**EXERCISE INSTRUCTIONS**.
In this exercise, the data must be written out exactly.

**INFORMATION**.
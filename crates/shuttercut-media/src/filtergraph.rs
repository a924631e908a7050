//! Overlay filter-graph compiler.
//!
//! Compiles an ordered overlay list into a typed processing graph for
//! ffmpeg's `-filter_complex`. The graph is an ordered list of stages;
//! each stage consumes one or more named stream labels and produces
//! exactly one new label. Stages are emitted in overlay-array order and
//! each stage's primary input is the previous stage's output, so array
//! order is z-order. Serialization to ffmpeg's textual syntax happens
//! only at the invocation boundary via [`FilterGraph::to_filter_complex`].

use std::collections::HashMap;
use std::fmt::Write as _;
use std::path::{Path, PathBuf};

use serde::Serialize;
use tracing::warn;

use shuttercut_models::{Overlay, OverlayKind};

/// Native stream label of the base video (input index 0).
pub const BASE_VIDEO_LABEL: &str = "0:v";

/// One stage of the processing graph.
///
/// Labels are stored without brackets; brackets are added when the stage
/// is serialized.
#[derive(Debug, Clone, PartialEq, Serialize)]
#[serde(tag = "kind", rename_all = "snake_case")]
pub enum FilterStage {
    /// Draw text onto a stream, gated by a time window.
    DrawText {
        input: String,
        output: String,
        text: String,
        x: i32,
        y: i32,
        font_size: u32,
        color: String,
        start: f64,
        end: f64,
    },
    /// Scale an asset stream to a fixed size.
    Scale {
        input: String,
        output: String,
        width: u32,
        height: u32,
    },
    /// Composite an overlay stream onto a base stream, gated by a time
    /// window.
    Composite {
        base: String,
        overlay: String,
        output: String,
        x: i32,
        y: i32,
        start: f64,
        end: f64,
    },
}

impl FilterStage {
    /// Label of the stream this stage produces.
    pub fn output(&self) -> &str {
        match self {
            FilterStage::DrawText { output, .. } => output,
            FilterStage::Scale { output, .. } => output,
            FilterStage::Composite { output, .. } => output,
        }
    }

    /// Labels of the streams this stage consumes, primary input first.
    pub fn inputs(&self) -> Vec<&str> {
        match self {
            FilterStage::DrawText { input, .. } => vec![input],
            FilterStage::Scale { input, .. } => vec![input],
            FilterStage::Composite { base, overlay, .. } => vec![base, overlay],
        }
    }

    /// Serialize this stage to ffmpeg filter syntax.
    pub fn to_filter_syntax(&self) -> String {
        match self {
            FilterStage::DrawText {
                input,
                output,
                text,
                x,
                y,
                font_size,
                color,
                start,
                end,
            } => {
                format!(
                    "[{input}]drawtext=text='{}':x={x}:y={y}:fontsize={font_size}:fontcolor={}:{}[{output}]",
                    escape_drawtext(text),
                    normalize_color(color),
                    enable_expr(*start, *end),
                )
            }
            FilterStage::Scale {
                input,
                output,
                width,
                height,
            } => format!("[{input}]scale={width}:{height}[{output}]"),
            FilterStage::Composite {
                base,
                overlay,
                output,
                x,
                y,
                start,
                end,
            } => format!(
                "[{base}][{overlay}]overlay=x={x}:y={y}:{}[{output}]",
                enable_expr(*start, *end),
            ),
        }
    }
}

/// A compiled processing graph plus its terminal stream label.
#[derive(Debug, Clone, PartialEq, Serialize)]
pub struct FilterGraph {
    /// Ordered stages
    pub stages: Vec<FilterStage>,
    /// Label of the final video stream (without brackets)
    pub terminal: String,
}

impl FilterGraph {
    /// Whether the graph has no stages.
    ///
    /// An empty graph means no compositing is required and callers must
    /// use a direct stream copy instead of mapping the terminal label.
    pub fn is_empty(&self) -> bool {
        self.stages.is_empty()
    }

    /// Serialize the whole graph to `-filter_complex` syntax.
    pub fn to_filter_complex(&self) -> String {
        let mut out = String::new();
        for (i, stage) in self.stages.iter().enumerate() {
            if i > 0 {
                out.push(';');
            }
            let _ = write!(out, "{}", stage.to_filter_syntax());
        }
        out
    }

    /// The terminal label as an ffmpeg `-map` argument.
    pub fn map_arg(&self) -> String {
        format!("[{}]", self.terminal)
    }
}

/// Compile an overlay list into a processing graph.
///
/// `inputs[0]` is the base video; `inputs[1..]` are overlay assets
/// addressable by base filename. Image/video overlays whose `content`
/// matches no asset are skipped with a warning; this is non-fatal and
/// leaves the chain untouched. When two assets share a base filename the
/// first match wins (undefined behavior upstream, kept as observed).
pub fn compile(inputs: &[PathBuf], overlays: &[Overlay]) -> FilterGraph {
    let mut file_map: HashMap<&str, usize> = HashMap::new();
    for (idx, path) in inputs.iter().enumerate() {
        if let Some(name) = base_name(path) {
            file_map.entry(name).or_insert(idx);
        }
    }

    let mut stages = Vec::new();
    let mut current = BASE_VIDEO_LABEL.to_string();

    for (i, overlay) in overlays.iter().enumerate() {
        let output = format!("v{}", i + 1);

        match overlay.kind {
            OverlayKind::Text => {
                stages.push(FilterStage::DrawText {
                    input: current.clone(),
                    output: output.clone(),
                    text: overlay.content.clone(),
                    x: overlay.x,
                    y: overlay.y,
                    font_size: overlay.font_size,
                    color: overlay.color.clone(),
                    start: overlay.start,
                    end: overlay.end,
                });
            }
            OverlayKind::Image | OverlayKind::Video => {
                let Some(&input_idx) = file_map.get(overlay.content.as_str()) else {
                    warn!(
                        asset = %overlay.content,
                        overlay = i,
                        "overlay asset not found in inputs, skipping"
                    );
                    continue;
                };

                let asset_stream = format!("{input_idx}:v");
                let overlay_stream = if let (Some(width), Some(height)) =
                    (overlay.width, overlay.height)
                {
                    let scaled = format!("scaled{i}");
                    stages.push(FilterStage::Scale {
                        input: asset_stream,
                        output: scaled.clone(),
                        width,
                        height,
                    });
                    scaled
                } else {
                    asset_stream
                };

                stages.push(FilterStage::Composite {
                    base: current.clone(),
                    overlay: overlay_stream,
                    output: output.clone(),
                    x: overlay.x,
                    y: overlay.y,
                    start: overlay.start,
                    end: overlay.end,
                });
            }
        }

        current = output;
    }

    FilterGraph {
        stages,
        terminal: current,
    }
}

/// Time-gating predicate: active while start <= t <= end.
fn enable_expr(start: f64, end: f64) -> String {
    format!("enable='between(t,{start},{end})'")
}

/// Escape text for drawtext.
///
/// Backslash must be escaped before colon and quote, otherwise the
/// escapes themselves get double-escaped.
fn escape_drawtext(text: &str) -> String {
    text.replace('\\', "\\\\")
        .replace(':', "\\:")
        .replace('\'', "\\'")
}

/// Normalize a color value for drawtext.
///
/// A leading '#' is stripped; bare hex values get ffmpeg's `0x` prefix,
/// named colors pass through untouched.
fn normalize_color(color: &str) -> String {
    let stripped = color.strip_prefix('#').unwrap_or(color);
    let is_hex = matches!(stripped.len(), 6 | 8)
        && stripped.chars().all(|c| c.is_ascii_hexdigit());
    if is_hex {
        format!("0x{stripped}")
    } else {
        stripped.to_string()
    }
}

fn base_name(path: &Path) -> Option<&str> {
    path.file_name().and_then(|n| n.to_str())
}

**WRITTEN RESPONSE**.
filename crates/shuttercut-media/src/filtergraph.rs
repository a924631e908a7050
//! Overlay filter-graph compiler.
//!
//! Compiles an ordered overlay list into a typed processing graph for
//! ffmpeg's `-filter_complex`. The graph is an ordered list of stages;
//! each stage consumes one or more named stream labels and produces
//! exactly one new label. Stages are emitted in overlay-array order and
//! each stage's primary input is the previous stage's output, so array
//! order is z-order. Serialization to ffmpeg's textual syntax happens
//! only at the invocation boundary via [`FilterGraph::to_filter_complex`].

use std::collections::HashMap;
use std::fmt::Write as _;
use std::path::{Path, PathBuf};

use serde::Serialize;
use tracing::warn;

use shuttercut_models::{Overlay, OverlayKind};

/// Native stream label of the base video (input index 0).
pub const BASE_VIDEO_LABEL: &str = "0:v";

/// One stage of the processing graph.
///
/// Labels are stored without brackets; brackets are added when the stage
/// is serialized.
#[derive(Debug, Clone, PartialEq, Serialize)]
#[serde(tag = "kind", rename_all = "snake_case")]
pub enum FilterStage {
    /// Draw text onto a stream, gated by a time window.
    DrawText {
        input: String,
        output: String,
        text: String,
        x: i32,
        y: i32,
        font_size: u32,
        color: String,
        start: f64,
        end: f64,
    },
    /// Scale an asset stream to a fixed size.
    Scale {
        input: String,
        output: String,
        width: u32,
        height: u32,
    },
    /// Composite an overlay stream onto a base stream, gated by a time
    /// window.
    Composite {
        base: String,
        overlay: String,
        output: String,
        x: i32,
        y: i32,
        start: f64,
        end: f64,
    },
}

impl FilterStage {
    /// Label of the stream this stage produces.
    pub fn output(&self) -> &str {
        match self {
            FilterStage::DrawText { output, .. } => output,
            FilterStage::Scale { output, .. } => output,
            FilterStage::Composite { output, .. } => output,
        }
    }

    /// Labels of the streams this stage consumes, primary input first.
    pub fn inputs(&self) -> Vec<&str> {
        match self {
            FilterStage::DrawText { input, .. } => vec![input],
            FilterStage::Scale { input, .. } => vec![input],
            FilterStage::Composite { base, overlay, .. } => vec![base, overlay],
        }
    }

    /// Serialize this stage to ffmpeg filter syntax.
    pub fn to_filter_syntax(&self) -> String {
        match self {
            FilterStage::DrawText {
                input,
                output,
                text,
                x,
                y,
                font_size,
                color,
                start,
                end,
            } => {
                format!(
                    "[{input}]drawtext=text='{}':x={x}:y={y}:fontsize={font_size}:fontcolor={}:{}[{output}]",
                    escape_drawtext(text),
                    normalize_color(color),
                    enable_expr(*start, *end),
                )
            }
            FilterStage::Scale {
                input,
                output,
                width,
                height,
            } => format!("[{input}]scale={width}:{height}[{output}]"),
            FilterStage::Composite {
                base,
                overlay,
                output,
                x,
                y,
                start,
                end,
            } => format!(
                "[{base}][{overlay}]overlay=x={x}:y={y}:{}[{output}]",
                enable_expr(*start, *end),
            ),
        }
    }
}

/// A compiled processing graph plus its terminal stream label.
#[derive(Debug, Clone, PartialEq, Serialize)]
pub struct FilterGraph {
    /// Ordered stages
    pub stages: Vec<FilterStage>,
    /// Label of the final video stream (without brackets)
    pub terminal: String,
}

impl FilterGraph {
    /// Whether the graph has no stages.
    ///
    /// An empty graph means no compositing is required and callers must
    /// use a direct stream copy instead of mapping the terminal label.
    pub fn is_empty(&self) -> bool {
        self.stages.is_empty()
    }

    /// Serialize the whole graph to `-filter_complex` syntax.
    pub fn to_filter_complex(&self) -> String {
        let mut out = String::new();
        for (i, stage) in self.stages.iter().enumerate() {
            if i > 0 {
                out.push(';');
            }
            let _ = write!(out, "{}", stage.to_filter_syntax());
        }
        out
    }

    /// The terminal label as an ffmpeg `-map` argument.
    pub fn map_arg(&self) -> String {
        format!("[{}]", self.terminal)
    }
}

/// Compile an overlay list into a processing graph.
///
/// `inputs[0]` is the base video; `inputs[1..]` are overlay assets
/// addressable by base filename. Image/video overlays whose `content`
/// matches no asset are skipped with a warning; this is non-fatal and
/// leaves the chain untouched. When two assets share a base filename the
/// first match wins (undefined behavior upstream, kept as observed).
pub fn compile(inputs: &[PathBuf], overlays: &[Overlay]) -> FilterGraph {
    let mut file_map: HashMap<&str, usize> = HashMap::new();
    for (idx, path) in inputs.iter().enumerate() {
        if let Some(name) = base_name(path) {
            file_map.entry(name).or_insert(idx);
        }
    }

    let mut stages = Vec::new();
    let mut current = BASE_VIDEO_LABEL.to_string();

    for (i, overlay) in overlays.iter().enumerate() {
        let output = format!("v{}", i + 1);

        match overlay.kind {
            OverlayKind::Text => {
                stages.push(FilterStage::DrawText {
                    input: current.clone(),
                    output: output.clone(),
                    text: overlay.content.clone(),
                    x: overlay.x,
                    y: overlay.y,
                    font_size: overlay.font_size,
                    color: overlay.color.clone(),
                    start: overlay.start,
                    end: overlay.end,
                });
            }
            OverlayKind::Image | OverlayKind::Video => {
                let Some(&input_idx) = file_map.get(overlay.content.as_str()) else {
                    warn!(
                        asset = %overlay.content,
                        overlay = i,
                        "overlay asset not found in inputs, skipping"
                    );
                    continue;
                };

                let asset_stream = format!("{input_idx}:v");
                let overlay_stream = if let (Some(width), Some(height)) =
                    (overlay.width, overlay.height)
                {
                    let scaled = format!("scaled{i}");
                    stages.push(FilterStage::Scale {
                        input: asset_stream,
                        output: scaled.clone(),
                        width,
                        height,
                    });
                    scaled
                } else {
                    asset_stream
                };

                stages.push(FilterStage::Composite {
                    base: current.clone(),
                    overlay: overlay_stream,
                    output: output.clone(),
                    x: overlay.x,
                    y: overlay.y,
                    start: overlay.start,
                    end: overlay.end,
                });
            }
        }

        current = output;
    }

    FilterGraph {
        stages,
        terminal: current,
    }
}

/// Time-gating predicate: active while start <= t <= end.
fn enable_expr(start: f64, end: f64) -> String {
    format!("enable='between(t,{start},{end})'")
}

/// Escape text for drawtext.
///
/// Backslash must be escaped before colon and quote, otherwise the
/// escapes themselves get double-escaped.
fn escape_drawtext(text: &str) -> String {
    text.replace('\\', "\\\\")
        .replace(':', "\\:")
        .replace('\'', "\\'")
}

/// Normalize a color value for drawtext.
///
/// A leading '#' is stripped; bare hex values get ffmpeg's `0x` prefix,
/// named colors pass through untouched.
fn normalize_color(color: &str) -> String {
    let stripped = color.strip_prefix('#').unwrap_or(color);
    let is_hex = matches!(stripped.len(), 6 | 8)
        && stripped.chars().all(|c| c.is_ascii_hexdigit());
    if is_hex {
        format!("0x{stripped}")
    } else {
        stripped.to_string()
    }
}

fn base_name(path: &Path) -> Option<&str> {
    path.file_name().and_then(|n| n.to_str())
}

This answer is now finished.